Re: [PATCH] mm/thp: Correctly differentiate between mapped THP and PMD migration entry

From: Andrea Arcangeli <aarcange@redhat.com>
To: Zi Yan <zi.yan@cs.rutgers.edu>
Cc: Anshuman Khandual <anshuman.khandual@arm.com>,
	linux-mm@kvack.org, linux-kernel@vger.kernel.org,
	kirill.shutemov@linux.intel.com, akpm@linux-foundation.org,
	mhocko@suse.com, will.deacon@arm.com,
	Naoya Horiguchi <n-horiguchi@ah.jp.nec.com>
Subject: Re: [PATCH] mm/thp: Correctly differentiate between mapped THP and PMD migration entry
Date: Tue, 16 Oct 2018 22:09:30 -0400	[thread overview]
Message-ID: <20181017020930.GN30832@redhat.com> (raw)
In-Reply-To: <2398C491-E1DA-4B3C-B60A-377A09A02F1A@cs.rutgers.edu>

Hello Zi,

On Sun, Oct 14, 2018 at 08:53:55PM -0400, Zi Yan wrote:
> Hi Andrea, what is the purpose/benefit of making x86’s pmd_present() returns true
> for a THP under splitting? Does it cause problems when ARM64’s pmd_present()
> returns false in the same situation?

!pmd_present means it's a migration entry or swap entry and doesn't
point to RAM. It means if you do pmd_to_page(*pmd) it will return you
an undefined result.

During splitting the physical page is still very well pointed by the
pmd as long as pmd_trans_huge returns true and you hold the
pmd_lock.

pmd_trans_huge must be true at all times for a transhuge pmd that
points to a hugepage, or all VM fast paths won't serialize with the
pmd_lock, that is the only reason why, and it's a very good reason
because it avoids to take the pmd_lock when walking over non transhuge
pmds (i.e. when there are no THP allocated).

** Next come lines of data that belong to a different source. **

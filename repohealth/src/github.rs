//! [`RemoteFetcher`] backed by the GitHub REST API.

use crate::config::GithubConfig;
use crate::core::{Credential, RepoKey};
use crate::errors::RepoHealthError;
use crate::ports::{RemoteFetcher, RepoIdentity};
use crate::utils::now_utc;
use async_trait::async_trait;
use reqwest::header::{HeaderMap, ACCEPT, AUTHORIZATION, LINK};
use reqwest::{Client, StatusCode};
use serde::Deserialize;
use serde_json::{json, Value};
use tracing::{debug, warn};

const JSON_MEDIA_TYPE: &str = "application/vnd.github+json";
const STAR_MEDIA_TYPE: &str = "application/vnd.github.v3.star+json";

#[derive(Debug, Deserialize)]
struct RepoResponse {
    full_name: String,
    clone_url: String,
    #[serde(default)]
    html_url: Option<String>,
    #[serde(default)]
    default_branch: Option<String>,
}

#[derive(Debug, Deserialize)]
struct ApiMessage {
    message: String,
}

/// Fetches repository data from GitHub.
///
/// Requests are authorized with the caller's token. Paginated endpoints are
/// followed through the `Link` header until no `next` page remains.
pub struct GithubFetcher {
    client: Client,
    api_base: String,
    per_page: u32,
}

impl std::fmt::Debug for GithubFetcher {
    fn fmt(&self, f: &mut std::fmt::Formatter<'_>) -> std::fmt::Result {
        f.debug_struct("GithubFetcher")
            .field("api_base", &self.api_base)
            .field("per_page", &self.per_page)
            .finish_non_exhaustive()
    }
}

impl GithubFetcher {
    /// Creates a fetcher from configuration.
    ///
    /// # Errors
    ///
    /// Returns a network failure if the HTTP client cannot be built.
    pub fn new(config: &GithubConfig) -> Result<Self, RepoHealthError> {
        let client = Client::builder()
            .user_agent(config.user_agent.clone())
            .timeout(config.timeout())
            .build()
            .map_err(|e| RepoHealthError::network_with("failed to build HTTP client", e))?;

        Ok(Self {
            client,
            api_base: config.api_base.trim_end_matches('/').to_string(),
            per_page: config.per_page,
        })
    }

    /// Returns the API base URL.
    #[must_use]
    pub fn api_base(&self) -> &str {
        &self.api_base
    }

    fn repo_url(&self, full_name: &str) -> String {
        format!("{}/repos/{full_name}", self.api_base)
    }

    async fn get(
        &self,
        url: &str,
        credential: &Credential,
        accept: &str,
        subject: &str,
    ) -> Result<(Value, Option<String>), RepoHealthError> {
        let mut request = self.client.get(url).header(ACCEPT, accept);
        if !credential.is_empty() {
            request = request.header(AUTHORIZATION, format!("token {}", credential.expose()));
        }

        debug!(url, "GitHub request");
        let response = request
            .send()
            .await
            .map_err(|e| RepoHealthError::network_with(format!("request to {url} failed"), e))?;

        let status = response.status();
        let headers = response.headers().clone();
        if !status.is_success() {
            let body = response.text().await.unwrap_or_default();
            return Err(status_error(status, &headers, &body, subject));
        }

        let body = response
            .json::<Value>()
            .await
            .map_err(|e| RepoHealthError::network_with(format!("unreadable response from {url}"), e))?;
        Ok((body, next_link(&headers)))
    }

    async fn get_all(
        &self,
        first_url: String,
        credential: &Credential,
        accept: &str,
        subject: &str,
    ) -> Result<Vec<Value>, RepoHealthError> {
        let mut items = Vec::new();
        let mut next = Some(first_url);
        while let Some(url) = next {
            let (page, link) = self.get(&url, credential, accept, subject).await?;
            match page {
                Value::Array(page) => items.extend(page),
                other => {
                    return Err(RepoHealthError::pipeline(format!(
                        "expected a list from {url}, got {}",
                        type_name(&other)
                    )))
                }
            }
            next = link;
        }
        Ok(items)
    }
}

#[async_trait]
impl RemoteFetcher for GithubFetcher {
    async fn resolve(
        &self,
        key: &RepoKey,
        credential: &Credential,
    ) -> Result<RepoIdentity, RepoHealthError> {
        if !key.is_slug() {
            return Err(RepoHealthError::not_found(key.as_str()));
        }

        let (body, _) = self
            .get(&self.repo_url(key.as_str()), credential, JSON_MEDIA_TYPE, key.as_str())
            .await?;
        let repo: RepoResponse = serde_json::from_value(body)?;

        let mut identity = RepoIdentity::new(repo.full_name, repo.clone_url);
        if let Some(url) = repo.html_url {
            identity = identity.with_html_url(url);
        }
        if let Some(branch) = repo.default_branch {
            identity = identity.with_default_branch(branch);
        }
        Ok(identity)
    }

    async fn metadata(
        &self,
        identity: &RepoIdentity,
        credential: &Credential,
    ) -> Result<Value, RepoHealthError> {
        let (body, _) = self
            .get(
                &self.repo_url(&identity.full_name),
                credential,
                JSON_MEDIA_TYPE,
                &identity.full_name,
            )
            .await?;
        Ok(body)
    }

    async fn issues(
        &self,
        identity: &RepoIdentity,
        credential: &Credential,
    ) -> Result<Value, RepoHealthError> {
        let url = format!(
            "{}/issues?state=all&per_page={}",
            self.repo_url(&identity.full_name),
            self.per_page
        );
        let issues = self
            .get_all(url, credential, JSON_MEDIA_TYPE, &identity.full_name)
            .await?;
        Ok(Value::Array(issues.iter().filter_map(project_issue).collect()))
    }

    async fn stargazers(
        &self,
        identity: &RepoIdentity,
        credential: &Credential,
    ) -> Result<Value, RepoHealthError> {
        let url = format!(
            "{}/stargazers?per_page={}",
            self.repo_url(&identity.full_name),
            self.per_page
        );
        let stargazers = self
            .get_all(url, credential, STAR_MEDIA_TYPE, &identity.full_name)
            .await?;
        Ok(Value::Array(stargazers.iter().filter_map(project_stargazer).collect()))
    }
}

/// Maps a non-success response to an error.
fn status_error(status: StatusCode, headers: &HeaderMap, body: &str, subject: &str) -> RepoHealthError {
    let message = serde_json::from_str::<ApiMessage>(body)
        .map(|m| m.message)
        .unwrap_or_else(|_| status.to_string());

    match status {
        StatusCode::UNAUTHORIZED => RepoHealthError::auth_failure(message),
        StatusCode::NOT_FOUND => RepoHealthError::not_found(subject),
        StatusCode::TOO_MANY_REQUESTS => RepoHealthError::rate_limited(message, retry_after(headers)),
        StatusCode::FORBIDDEN if rate_limit_exhausted(headers) => {
            RepoHealthError::rate_limited(message, retry_after(headers))
        }
        StatusCode::FORBIDDEN => RepoHealthError::auth_failure(message),
        s if s.is_server_error() => RepoHealthError::network(format!("GitHub returned {s}: {message}")),
        s => {
            warn!(status = %s, subject, "Unexpected GitHub response");
            RepoHealthError::pipeline(format!("GitHub returned {s}: {message}"))
        }
    }
}

fn header_str<'a>(headers: &'a HeaderMap, name: &str) -> Option<&'a str> {
    headers.get(name).and_then(|value| value.to_str().ok())
}

fn rate_limit_exhausted(headers: &HeaderMap) -> bool {
    header_str(headers, "x-ratelimit-remaining").is_some_and(|v| v.trim() == "0")
        || headers.contains_key("retry-after")
}

fn retry_after(headers: &HeaderMap) -> Option<u64> {
    if let Some(seconds) = header_str(headers, "retry-after").and_then(|v| v.trim().parse().ok()) {
        return Some(seconds);
    }
    let reset: i64 = header_str(headers, "x-ratelimit-reset")?.trim().parse().ok()?;
    u64::try_from(reset - now_utc().timestamp()).ok()
}

/// Extracts the `rel="next"` target from a `Link` header.
fn next_link(headers: &HeaderMap) -> Option<String> {
    let link = headers.get(LINK)?.to_str().ok()?;
    link.split(',').find_map(|part| {
        let (target, params) = part.split_once(';')?;
        params
            .split(';')
            .any(|param| param.trim() == "rel=\"next\"")
            .then(|| target.trim().trim_start_matches('<').trim_end_matches('>').to_string())
    })
}

/// Flattens an issue to the fields the analysis reads.
///
/// User fields are flattened to `user/login` and `user/id`. Entries that are
/// not objects are dropped.
fn project_issue(issue: &Value) -> Option<Value> {
    issue.is_object().then(|| {
        json!({
            "number": issue["number"],
            "comments": issue["comments"],
            "created_at": issue["created_at"],
            "state": issue["state"],
            "closed_at": issue["closed_at"],
            "user/login": issue["user"]["login"],
            "user/id": issue["user"]["id"],
        })
    })
}

/// Flattens a stargazer the same way as [`project_issue`].
fn project_stargazer(star: &Value) -> Option<Value> {
    star.is_object().then(|| {
        json!({
            "starred_at": star["starred_at"],
            "user/login": star["user"]["login"],
            "user/id": star["user"]["id"],
        })
    })
}

fn type_name(value: &Value) -> &'static str {
    match value {
        Value::Null => "null",
        Value::Bool(_) => "a boolean",
        Value::Number(_) => "a number",
        Value::String(_) => "a string",
        Value::Array(_) => "a list",
        Value::Object(_) => "an object",
    }
}

#[cfg(test)]
mod tests {
    use super::*;
    use crate::errors::ErrorKind;
    use pretty_assertions::assert_eq;
    use reqwest::header::HeaderValue;

    fn headers(pairs: &[(&'static str, &str)]) -> HeaderMap {
        let mut map = HeaderMap::new();
        for (name, value) in pairs {
            map.insert(*name, HeaderValue::from_str(value).unwrap());
        }
        map
    }

    #[test]
    fn test_next_link_follows_rel_next() {
        let map = headers(&[(
            "link",
            "<https://api.github.com/repositories/1/issues?page=2>; rel=\"next\", \
             <https://api.github.com/repositories/1/issues?page=9>; rel=\"last\"",
        )]);
        assert_eq!(
            next_link(&map).as_deref(),
            Some("https://api.github.com/repositories/1/issues?page=2")
        );

        let last_page = headers(&[(
            "link",
            "<https://api.github.com/repositories/1/issues?page=1>; rel=\"first\", \
             <https://api.github.com/repositories/1/issues?page=8>; rel=\"prev\"",
        )]);
        assert_eq!(next_link(&last_page), None);
        assert_eq!(next_link(&HeaderMap::new()), None);
    }

    #[test]
    fn test_status_mapping() {
        let body = r#"{"message": "Bad credentials"}"#;
        let none = HeaderMap::new();

        let err = status_error(StatusCode::UNAUTHORIZED, &none, body, "acme/widgets");
        assert_eq!(err.kind(), ErrorKind::AuthFailure);
        assert!(err.to_string().contains("Bad credentials"));

        let err = status_error(StatusCode::NOT_FOUND, &none, "", "acme/widgets");
        assert!(matches!(err, RepoHealthError::NotFound { ref key } if key == "acme/widgets"));

        let exhausted = headers(&[("x-ratelimit-remaining", "0"), ("retry-after", "60")]);
        let err = status_error(StatusCode::FORBIDDEN, &exhausted, "{}", "acme/widgets");
        assert!(matches!(
            err,
            RepoHealthError::RateLimited { retry_after_seconds: Some(60), .. }
        ));

        let err = status_error(StatusCode::FORBIDDEN, &none, body, "acme/widgets");
        assert_eq!(err.kind(), ErrorKind::AuthFailure);

        let err = status_error(StatusCode::TOO_MANY_REQUESTS, &none, "", "acme/widgets");
        assert_eq!(err.kind(), ErrorKind::RateLimited);

        let err = status_error(StatusCode::BAD_GATEWAY, &none, "", "acme/widgets");
        assert_eq!(err.kind(), ErrorKind::NetworkFailure);
    }

    #[test]
    fn test_issue_projection_keeps_selected_fields() {
        let issue = json!({
            "number": 7,
            "comments": 3,
            "created_at": "2017-01-01T00:00:00Z",
            "state": "closed",
            "closed_at": "2017-01-02T00:00:00Z",
            "title": "dropped",
            "user": {"login": "octocat", "id": 1, "avatar_url": "dropped"},
        });

        let projected = project_issue(&issue).unwrap();

        assert_eq!(projected["number"], 7);
        assert_eq!(projected["user/login"], "octocat");
        assert_eq!(projected["user/id"], 1);
        assert!(projected.get("user").is_none());
        assert!(projected.get("title").is_none());
    }

    #[test]
    fn test_stargazer_projection_flattens_user() {
        let star = json!({"starred_at": "2017-01-01T00:00:00Z", "user": {"login": "octocat", "id": 1}});
        assert_eq!(
            project_stargazer(&star),
            Some(json!({"starred_at": "2017-01-01T00:00:00Z", "user/login": "octocat", "user/id": 1}))
        );
    }

    #[test]
    fn test_non_object_entries_are_dropped() {
        let page = vec![
            json!("garbage"),
            json!(null),
            json!({"starred_at": "2017-01-01T00:00:00Z", "user": {"login": "octocat", "id": 1}}),
        ];

        let kept: Vec<Value> = page.iter().filter_map(project_stargazer).collect();

        assert_eq!(kept.len(), 1);
        assert_eq!(kept[0]["user/login"], "octocat");
        assert_eq!(project_issue(&json!(42)), None);
    }

    #[tokio::test]
    async fn test_non_slug_key_is_not_found_without_request() {
        let config = GithubConfig::default().with_api_base("http://127.0.0.1:9/");
        let fetcher = GithubFetcher::new(&config).unwrap();
        assert_eq!(fetcher.api_base(), "http://127.0.0.1:9");

        let key = RepoKey::parse("not a slug").unwrap();
        let err = fetcher.resolve(&key, &Credential::new("token")).await.unwrap_err();

        assert_eq!(err.kind(), ErrorKind::NotFound);
    }

    #[tokio::test]
    async fn test_transport_error_is_network_failure() {
        let config = GithubConfig::default().with_api_base("http://127.0.0.1:1");
        let fetcher = GithubFetcher::new(&config).unwrap();

        let key = RepoKey::parse("acme/widgets").unwrap();
        let err = fetcher.resolve(&key, &Credential::new("token")).await.unwrap_err();

        assert_eq!(err.kind(), ErrorKind::NetworkFailure);
        assert!(!err.to_string().contains("token"));
    }
}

Now if we've to keep _PAGE_PSE set and return true in pmd_trans_huge
at all times, why would you want to make pmd_present return false? How
could it help if pmd_trans_huge returns true, but pmd_present returns
false despite pmd_to_page works fine and the pmd is really still
pointing to the page?

When userland faults on such pmd !pmd_present it will make the page
fault take a swap or migration path, but that's the wrong path if the
pmd points to RAM.

What we need to do during split is an invalidate of the huge TLB.
There's no pmd_trans_splitting anymore, so we only clear the present
bit in the PTE despite pmd_present still returns true (just like
PROT_NONE, nothing new in this respect). pmd_present never meant the
real present bit in the pte was set, it just means the pmd points to
RAM. It means it doesn't point to swap or migration entry and you can
do pmd_to_page and it works fine.

We need to invalidate the TLB by clearing the present bit and by
flushing the TLB before overwriting the transhuge pmd with the regular
pte (i.e. to make it non huge). That is actually required by an errata
(l1 cache aliasing of the same mapping through two different TLB of
two different sizes broke some old CPU and triggered machine checks).
It's not something fundamentally necessary from a common code point of
view. It's more risky from an hardware (not software) standpoint and
before you can get rid of the pmd you need to do a TLB flush anyway to
be sure CPUs stops using it, so better clear the present bit before
doing the real costly thing (the tlb flush with IPIs). Clearing the
present bit during the TLB flush is a cost that gets lost in the noise.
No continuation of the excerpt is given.